To me this approach simply isn’t credible. I can’t see rival departments that have to compete for scarce resources cooperating to support a plan that they don’t own. I speak from bitter experience of managing cross-functional initiatives in a large organisation dominated by big egos!
Mark,
Your feelings regarding the ‘Response for Nature’ event/report very much mirror my own. I simply cannot move myself to being at all inspired by such reports or events any more. We all know that nature is declining, we all know what ‘should’ be done, but another wildlife report isn’t going to force that change.
Despite coming from a background which was brought up believing whole-heartedly in the conservation movement (and of course I do still support these charities), I do find myself being drawn further towards the grass-roots. I now believe that any meaningful change must come from the bottom up and it is the NGOs’ positions to support those movements. Take a look, for example, at the success of Sea Shepherd’s recent campaign to halt illegal toothfish poaching in Antarctica. A bunch of volunteers, grass-roots activists, successfully shone a light on the illegal fishing activities. Yes, they engaged in direct action which resulted in one poaching vessel being scuttled by its officers to hide evidence of their activities. But more importantly, they shamed governments into action. Theirs was the pebble that started the landslide.

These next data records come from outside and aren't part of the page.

// Hive Catalog Rust Library
// Copyright 2025 MinIO, Inc.
//
// Licensed under the Apache License, Version 2.0 (the "License");
// you may not use this file except in compliance with the License.
// You may obtain a copy of the License at
//
//     http://www.apache.org/licenses/LICENSE-2.0
//
// Unless required by applicable law or agreed to in writing, software
// distributed under the License is distributed on an "AS IS" BASIS,
// WITHOUT WARRANTIES OR CONDITIONS OF ANY KIND, either express or implied.
// See the License for the specific language governing permissions and
// limitations under the License.

//! Catalog and metastore configuration
//!
//! [`HiveConf`] can be built from defaults, from environment variables, or
//! from a JSON document. Every field has a default, so a JSON document only
//! needs to name the values it overrides:
//!
//! ```
//! use hive_catalog::config::{HiveConf, StorageFormat};
//!
//! let conf = HiveConf::from_json_str(r#"{ "default-file-format": "ORC" }"#).unwrap();
//! assert_eq!(conf.default_file_format, StorageFormat::Orc);
//! assert_eq!(conf.default_database, "default");
//! ```

use crate::catalog::error::CatalogError;
use serde::{Deserialize, Serialize};
use std::fmt;
use std::path::Path;
use std::str::FromStr;

pub const ENV_WAREHOUSE_DIR: &str = "HIVE_WAREHOUSE_DIR";
pub const ENV_DEFAULT_FILE_FORMAT: &str = "HIVE_DEFAULT_FILEFORMAT";
pub const ENV_OWNER: &str = "HIVE_METASTORE_OWNER";
pub const ENV_DEFAULT_DATABASE: &str = "HIVE_DEFAULT_DATABASE";

pub const DEFAULT_WAREHOUSE_DIR: &str = "file:///user/hive/warehouse";
pub const DEFAULT_OWNER: &str = "hive";
pub const DEFAULT_DATABASE: &str = "default";

/// File format of a table's storage descriptor
#[derive(Debug, Clone, Copy, Default, PartialEq, Eq, Hash, Serialize, Deserialize)]
pub enum StorageFormat {
    #[default]
    #[serde(rename = "TextFile")]
    TextFile,
    #[serde(rename = "SequenceFile")]
    SequenceFile,
    #[serde(rename = "RCFile")]
    RcFile,
    #[serde(rename = "ORC")]
    Orc,
    #[serde(rename = "Parquet")]
    Parquet,
    #[serde(rename = "Avro")]
    Avro,
}

impl StorageFormat {
    pub fn as_str(&self) -> &'static str {
        match self {
            StorageFormat::TextFile => "TextFile",
            StorageFormat::SequenceFile => "SequenceFile",
            StorageFormat::RcFile => "RCFile",
            StorageFormat::Orc => "ORC",
            StorageFormat::Parquet => "Parquet",
            StorageFormat::Avro => "Avro",
        }
    }

    pub fn input_format(&self) -> &'static str {
        match self {
            StorageFormat::TextFile => "org.apache.hadoop.mapred.TextInputFormat",
            StorageFormat::SequenceFile => "org.apache.hadoop.mapred.SequenceFileInputFormat",
            StorageFormat::RcFile => "org.apache.hadoop.hive.ql.io.RCFileInputFormat",
            StorageFormat::Orc => "org.apache.hadoop.hive.ql.io.orc.OrcInputFormat",
            StorageFormat::Parquet => {
                "org.apache.hadoop.hive.ql.io.parquet.MapredParquetInputFormat"
            }
            StorageFormat::Avro => "org.apache.hadoop.hive.ql.io.avro.AvroContainerInputFormat",
        }
    }

    pub fn output_format(&self) -> &'static str {
        match self {
            StorageFormat::TextFile => "org.apache.hadoop.hive.ql.io.HiveIgnoreKeyTextOutputFormat",
            StorageFormat::SequenceFile => {
                "org.apache.hadoop.hive.ql.io.HiveSequenceFileOutputFormat"
            }
            StorageFormat::RcFile => "org.apache.hadoop.hive.ql.io.RCFileOutputFormat",
            StorageFormat::Orc => "org.apache.hadoop.hive.ql.io.orc.OrcOutputFormat",
            StorageFormat::Parquet => {
                "org.apache.hadoop.hive.ql.io.parquet.MapredParquetOutputFormat"
            }
            StorageFormat::Avro => "org.apache.hadoop.hive.ql.io.avro.AvroContainerOutputFormat",
        }
    }

    /// SerDe library used to (de)serialize rows of this format
    pub fn serde_lib(&self) -> &'static str {
        match self {
            StorageFormat::TextFile | StorageFormat::SequenceFile => {
                "org.apache.hadoop.hive.serde2.lazy.LazySimpleSerDe"
            }
            StorageFormat::RcFile => {
                "org.apache.hadoop.hive.serde2.columnar.LazyBinaryColumnarSerDe"
            }
            StorageFormat::Orc => "org.apache.hadoop.hive.ql.io.orc.OrcSerde",
            StorageFormat::Parquet => "org.apache.hadoop.hive.ql.io.parquet.serde.ParquetHiveSerDe",
            StorageFormat::Avro => "org.apache.hadoop.hive.serde2.avro.AvroSerDe",
        }
    }
}

impl fmt::Display for StorageFormat {
    fn fmt(&self, f: &mut fmt::Formatter<'_>) -> fmt::Result {
        f.write_str(self.as_str())
    }
}

impl FromStr for StorageFormat {
    type Err = CatalogError;

    fn from_str(s: &str) -> Result<Self, Self::Err> {
        match s.trim().to_ascii_lowercase().as_str() {
            "textfile" => Ok(StorageFormat::TextFile),
            "sequencefile" => Ok(StorageFormat::SequenceFile),
            "rcfile" => Ok(StorageFormat::RcFile),
            "orc" => Ok(StorageFormat::Orc),
            "parquet" => Ok(StorageFormat::Parquet),
            "avro" => Ok(StorageFormat::Avro),
            _ => Err(CatalogError::Config(format!(
                "unknown storage format '{s}'; expected one of TextFile, SequenceFile, RCFile, ORC, Parquet, Avro"
            ))),
        }
    }
}

/// Settings shared by [`HiveCatalog`](crate::catalog::hive::HiveCatalog) and
/// [`InMemoryMetastore`](crate::metastore::memory::InMemoryMetastore)
#[derive(Debug, Clone, PartialEq, Eq, Serialize, Deserialize)]
#[serde(default, rename_all = "kebab-case")]
pub struct HiveConf {
    /// Root under which database and table locations are assigned
    pub warehouse_dir: String,
    /// Storage format of newly created tables
    pub default_file_format: StorageFormat,
    /// Owner stamped on objects created without one
    pub owner: String,
    /// Database a catalog uses when none is named
    pub default_database: String,
}

impl Default for HiveConf {
    fn default() -> Self {
        Self {
            warehouse_dir: DEFAULT_WAREHOUSE_DIR.to_string(),
            default_file_format: StorageFormat::default(),
            owner: DEFAULT_OWNER.to_string(),
            default_database: DEFAULT_DATABASE.to_string(),
        }
    }
}

impl HiveConf {
    /// Builds a configuration from `HIVE_*` environment variables, falling
    /// back to defaults for unset ones.
    ///
    /// # Errors
    ///
    /// Returns [`CatalogError::Config`] if `HIVE_DEFAULT_FILEFORMAT` names an
    /// unknown format.
    pub fn from_env() -> Result<Self, CatalogError> {
        let defaults = HiveConf::default();

        let warehouse_dir = std::env::var(ENV_WAREHOUSE_DIR).unwrap_or(defaults.warehouse_dir);
        log::debug!("{ENV_WAREHOUSE_DIR}={warehouse_dir}");
        let default_file_format = match std::env::var(ENV_DEFAULT_FILE_FORMAT) {
            Ok(v) => v.parse()?,
            Err(_) => defaults.default_file_format,
        };
        log::debug!("{ENV_DEFAULT_FILE_FORMAT}={default_file_format}");
        let owner = std::env::var(ENV_OWNER).unwrap_or(defaults.owner);
        log::debug!("{ENV_OWNER}={owner}");
        let default_database =
            std::env::var(ENV_DEFAULT_DATABASE).unwrap_or(defaults.default_database);
        log::debug!("{ENV_DEFAULT_DATABASE}={default_database}");

        Ok(Self {
            warehouse_dir,
            default_file_format,
            owner,
            default_database,
        })
    }

    pub fn from_json_str(json: &str) -> Result<Self, CatalogError> {
        serde_json::from_str(json)
            .map_err(|e| CatalogError::Config(format!("invalid configuration: {e}")))
    }

    pub fn from_json_file<P: AsRef<Path>>(path: P) -> Result<Self, CatalogError> {
        let path = path.as_ref();
        let contents = std::fs::read_to_string(path).map_err(|e| {
            CatalogError::Config(format!("cannot read {}: {e}", path.display()))
        })?;
        Self::from_json_str(&contents)
    }

    /// Location assigned to a database that does not name one
    pub fn database_location(&self, database: &str) -> String {
        format!("{}/{database}.db", self.warehouse_dir.trim_end_matches('/'))
    }
}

I don’t know what the answer is, but I do believe that the time for reports and strategies has passed. What we need now is action. The question is, will the current crop of NGOs have the courage to stand up and say “enough is enough”? Will they move themselves to join with and support the grass-roots (supporting your petition would be a good start…!)? Will they realise that conservation is a movement which will continue with or without them?
If so, they may find that they already have a multitude of supporters ready to unite behind them.